Reading further, we encounter a conceivable end to the scourge of homelessness, endemic to most major cities of our world’s capitalist countries, including the Downtown Eastside of my own adopted home of Vancouver. Harvests—through sustainable, organic agriculture perhaps?—will be bountiful, no pollinators need die, and no people will go hungry. Even those gruesome, industrial-era assembly-lines that render living, breathing, thinking, and feeling beings into chlorinated, cellophane-wrapped supermarket commodities will finally grind to a halt, as everyone adopts a vegan lifestyle, including, “the wolf and the lamb [who] shall feed together, the lion shall eat straw like the ox.”

And there’s more! “They shall not plant and another eat; for like the days of a tree shall the days of my people be, and my chosen shall long enjoy the work of their hands.” Could this prophecy an end to capitalism? Dare we imagine the demise of this inhumane system, that forces workers to labor longer and longer hours for fewer and fewer dollars to create luxury goods and services that deplete precious natural resources, and which few of us can even afford? Could the day be near when the surplus wealth created by our labor actually goes to support our own wellbeing, rather than funneling upwards into the over-full bank accounts of the one-percent?

I want to imagine a future in which we reduce the workweek, halting labor when we have produced what we need, content to turn our attention to other pursuits, like raising our children, caring for elderly loved ones, making beautiful artwork, singing wonderful songs, worshiping the Creator, and—I don’t know—maybe just playing boardgames, napping, or hanging out!

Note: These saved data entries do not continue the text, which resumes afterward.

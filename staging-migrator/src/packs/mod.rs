//! Build pack exports: the three record schemas and their loaders.

mod error;
mod record;

pub use error::PackError;
pub use record::{CompactRecord, KeyedRecord};

use record::KeyedPackFile;
use serde::de::DeserializeOwned;
use std::fmt;
use std::path::Path;
use tracing::info;

/// One generation of build pack issues.
#[derive(Debug, Clone, Copy, PartialEq, Eq, Hash, PartialOrd, Ord)]
pub enum Pack {
    V1,
    V2,
    /// Compact V2 export with pre-rendered bodies.
    V2M,
}

impl Pack {
    /// Packs in import order.
    pub const ALL: [Pack; 3] = [Pack::V1, Pack::V2, Pack::V2M];

    /// Tag used in titles, milestones and footers.
    #[must_use]
    pub fn tag(self) -> &'static str {
        match self {
            Self::V1 => "V1",
            Self::V2 => "V2",
            Self::V2M => "V2M",
        }
    }

    /// Provenance label, e.g. `source:v2m`.
    #[must_use]
    pub fn source_label(self) -> String {
        format!("source:{}", self.tag().to_lowercase())
    }

    /// Prefixes `text` with `[TAG] `.
    #[must_use]
    pub fn prefixed(self, text: &str) -> String {
        format!("[{}] {text}", self.tag())
    }
}

impl fmt::Display for Pack {
    fn fmt(&self, f: &mut fmt::Formatter<'_>) -> fmt::Result {
        f.write_str(self.tag())
    }
}

/// Loads a V1 or V2 export (`{"issues": [...]}`).
///
/// # Errors
///
/// Returns [`PackError`] if the file can't be read or isn't the expected shape.
pub fn load_keyed_pack(path: &Path) -> Result<Vec<KeyedRecord>, PackError> {
    let file: KeyedPackFile = read_json(path)?;
    info!(path = %path.display(), count = file.issues.len(), "Loaded pack");
    Ok(file.issues)
}

/// Loads a V2M export (a bare array).
///
/// # Errors
///
/// Returns [`PackError`] if the file can't be read or isn't the expected shape.
pub fn load_compact_pack(path: &Path) -> Result<Vec<CompactRecord>, PackError> {
    let records: Vec<CompactRecord> = read_json(path)?;
    info!(path = %path.display(), count = records.len(), "Loaded pack");
    Ok(records)
}

fn read_json<T: DeserializeOwned>(path: &Path) -> Result<T, PackError> {
    let content = std::fs::read_to_string(path).map_err(|e| PackError::IoError {
        path: path.display().to_string(),
        source: e,
    })?;
    serde_json::from_str(&content).map_err(|e| PackError::JsonError {
        path: path.display().to_string(),
        source: e,
    })
}
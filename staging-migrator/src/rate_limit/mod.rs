//! Pacing for tracker calls.
//!
//! Every external call is followed by a fixed pause so a batch run stays under
//! the tracker's abuse detection. Calls the tracker rejects as rate limited are
//! retried with the bounded backoff of [`RetryPolicy`].

mod policy;

pub use policy::RetryPolicy;

use std::time::Duration;
use tracing::info;

/// Fixed inter-call delay.
#[derive(Debug, Clone, PartialEq, Eq)]
pub struct RateLimiter {
    delay: Duration,
}

impl RateLimiter {
    /// Creates a limiter pausing for `delay` after each call.
    #[must_use]
    pub fn new(delay: Duration) -> Self {
        Self { delay }
    }

    /// Sleeps for the configured delay.
    pub async fn pause(&self) {
        if !self.delay.is_zero() {
            tokio::time::sleep(self.delay).await;
        }
    }
}

/// Waits out the backoff for a rate-limited `attempt`.
pub async fn wait_for_retry(policy: &RetryPolicy, attempt: u32) {
    let wait = policy.backoff(attempt);
    info!(
        attempt,
        wait_ms = wait.as_millis() as u64,
        "Rate limited, backing off"
    );
    if !wait.is_zero() {
        tokio::time::sleep(wait).await;
    }
}
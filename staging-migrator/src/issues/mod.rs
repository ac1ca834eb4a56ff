//! Tracker issue creation.
//!
//! Bodies are handed to the tracker through a temporary markdown file so long
//! multi-line content never hits argument length limits.

mod error;
mod status;

pub use error::IssueError;
pub use status::IssueStatus;

use crate::body::NormalizedIssue;
use crate::tracker::Tracker;
use serde::Deserialize;
use std::collections::HashSet;
use std::io::Write;
use tracing::debug;

/// Creates one issue.
///
/// A call counts as created only when it exits zero and prints something
/// (the new issue's URL). Any other result is [`IssueStatus::Failed`] with a
/// stderr excerpt of at most `excerpt_len` characters.
///
/// # Errors
///
/// Returns [`IssueError`] if the body file can't be written or the tracker CLI
/// can't be run.
pub async fn create_issue(
    tracker: &Tracker,
    issue: &NormalizedIssue,
    excerpt_len: usize,
) -> Result<IssueStatus, IssueError> {
    let mut body_file = tempfile::Builder::new()
        .prefix("staging-issue-")
        .suffix(".md")
        .tempfile()
        .map_err(IssueError::BodyFile)?;
    body_file
        .write_all(issue.body.as_bytes())
        .and_then(|()| body_file.flush())
        .map_err(IssueError::BodyFile)?;

    debug!(key = %issue.key, path = %body_file.path().display(), "Wrote issue body");

    let output = tracker
        .create_issue(
            &issue.title,
            body_file.path(),
            &issue.labels,
            issue.milestone.as_deref(),
        )
        .await?;

    let url = output.stdout.trim();
    if output.success() && !url.is_empty() {
        Ok(IssueStatus::Created {
            url: url.to_string(),
        })
    } else {
        Ok(IssueStatus::Failed {
            error: output.stderr_excerpt(excerpt_len),
        })
    }
}

#[derive(Debug, Deserialize)]
struct ListedIssue {
    title: String,
}

/// Lists the titles of existing issues, open or closed.
///
/// # Errors
///
/// Returns [`IssueError`] if the listing fails or prints something other than
/// a JSON array of issues.
pub async fn list_existing_titles(
    tracker: &Tracker,
    limit: usize,
) -> Result<HashSet<String>, IssueError> {
    let output = tracker.list_issue_titles(limit).await?;
    if !output.success() {
        return Err(IssueError::ListFailed {
            message: output.stderr_excerpt(200),
        });
    }

    let issues: Vec<ListedIssue> =
        serde_json::from_str(output.stdout.trim()).map_err(|e| IssueError::ListFailed {
            message: format!("unexpected output: {e}"),
        })?;

    debug!(count = issues.len(), "Listed existing issues");
    Ok(issues.into_iter().map(|issue| issue.title).collect())
}

#[cfg(test)]
mod tests {
    use super::*;
    use crate::packs::Pack;
    use crate::rate_limit::{RateLimiter, RetryPolicy};
    use crate::test_support::{flag_value, RecordingCli};
    use crate::tracker::CommandOutput;
    use std::sync::Arc;
    use std::time::Duration;

    fn tracker(cli: Arc<RecordingCli>) -> Tracker {
        Tracker::new(
            cli,
            "acme/staging",
            RateLimiter::new(Duration::ZERO),
            RetryPolicy::no_retry(),
        )
    }

    fn sample_issue() -> NormalizedIssue {
        NormalizedIssue {
            pack: Pack::V1,
            key: "STORY-1".to_string(),
            title: "[V1] STORY-1 First".to_string(),
            body: "## Problem\n\nMulti\nline `body`".to_string(),
            labels: vec!["area:core".to_string(), "source:v1".to_string()],
            milestone: Some("[V1] M0".to_string()),
        }
    }

    #[tokio::test]
    async fn creates_issue_from_body_file() {
        let cli = Arc::new(RecordingCli::succeeding());
        let tracker = tracker(cli.clone());

        let status = create_issue(&tracker, &sample_issue(), 100).await.unwrap();

        assert_eq!(
            status,
            IssueStatus::Created {
                url: "https://github.com/acme/staging/issues/1".to_string()
            }
        );
        let call = &cli.calls()[0];
        assert_eq!(flag_value(call, "--title"), Some("[V1] STORY-1 First"));
        assert_eq!(flag_value(call, "--milestone"), Some("[V1] M0"));
        assert!(flag_value(call, "--body-file").unwrap().ends_with(".md"));
        assert_eq!(cli.bodies(), vec![sample_issue().body]);
    }

    #[tokio::test]
    async fn body_file_is_removed_afterwards() {
        let cli = Arc::new(RecordingCli::succeeding());
        let tracker = tracker(cli.clone());

        create_issue(&tracker, &sample_issue(), 100).await.unwrap();

        let path = flag_value(&cli.calls()[0], "--body-file")
            .unwrap()
            .to_string();
        assert!(!std::path::Path::new(&path).exists());
    }

    #[tokio::test]
    async fn empty_stdout_is_a_failure() {
        let cli = Arc::new(RecordingCli::new(|_| CommandOutput::ok("")));
        let tracker = tracker(cli);

        let status = create_issue(&tracker, &sample_issue(), 100).await.unwrap();
        assert!(matches!(status, IssueStatus::Failed { .. }));
    }

    #[tokio::test]
    async fn failure_keeps_truncated_stderr() {
        let cli = Arc::new(RecordingCli::new(|_| CommandOutput {
            code: Some(1),
            stdout: String::new(),
            stderr: format!("could not add label: {}", "x".repeat(200)),
        }));
        let tracker = tracker(cli);

        let status = create_issue(&tracker, &sample_issue(), 100).await.unwrap();

        match status {
            IssueStatus::Failed { error } => {
                assert_eq!(error.chars().count(), 100);
                assert!(error.starts_with("could not add label"));
            }
            other => panic!("unexpected status: {other:?}"),
        }
    }

    #[tokio::test]
    async fn lists_existing_titles() {
        let cli = Arc::new(RecordingCli::new(|_| {
            CommandOutput::ok(r#"[{"title":"[V1] STORY-1 First"},{"title":"Other"}]"#)
        }));
        let tracker = tracker(cli.clone());

        let titles = list_existing_titles(&tracker, 500).await.unwrap();

        assert!(titles.contains("[V1] STORY-1 First"));
        assert_eq!(titles.len(), 2);
        assert_eq!(flag_value(&cli.calls()[0], "--limit"), Some("500"));
    }

    #[tokio::test]
    async fn listing_failure_is_an_error() {
        let cli = Arc::new(RecordingCli::new(|_| CommandOutput {
            code: Some(4),
            stdout: String::new(),
            stderr: "authentication required".to_string(),
        }));
        let tracker = tracker(cli);

        let result = list_existing_titles(&tracker, 500).await;
        assert!(matches!(result, Err(IssueError::ListFailed { .. })));
    }
}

I have prayed for a peaceful, socially-just, environmentally sustainable, and kind world since I first joined the fulltime workforce in California, during the presidency of the reprehensible Ronald Reagan, only to watch instead as my entire adult lifetime, one US president after another moved the nation—and, in collusion with other world leaders, the world—ever rightward. Over the past fifty years, using coded language to appeal to voters’ racism, American politicians of what writer Gore Vidal describes as the, “two right wings” of the American “Property Party,” steadily dismantled FDR’s New Deal. This collection of socialist-lite, redistributive programs made a huge difference for working-class white families, like mine, but never uplifted the descendants of America’s slaves nor Turtle Island’s first peoples from poverty. They never redressed America’s original sins of slavery, white supremacy, and genocide. Most of America’s social safety net has been shredded now, and the bits that remain are being systematically under-funded.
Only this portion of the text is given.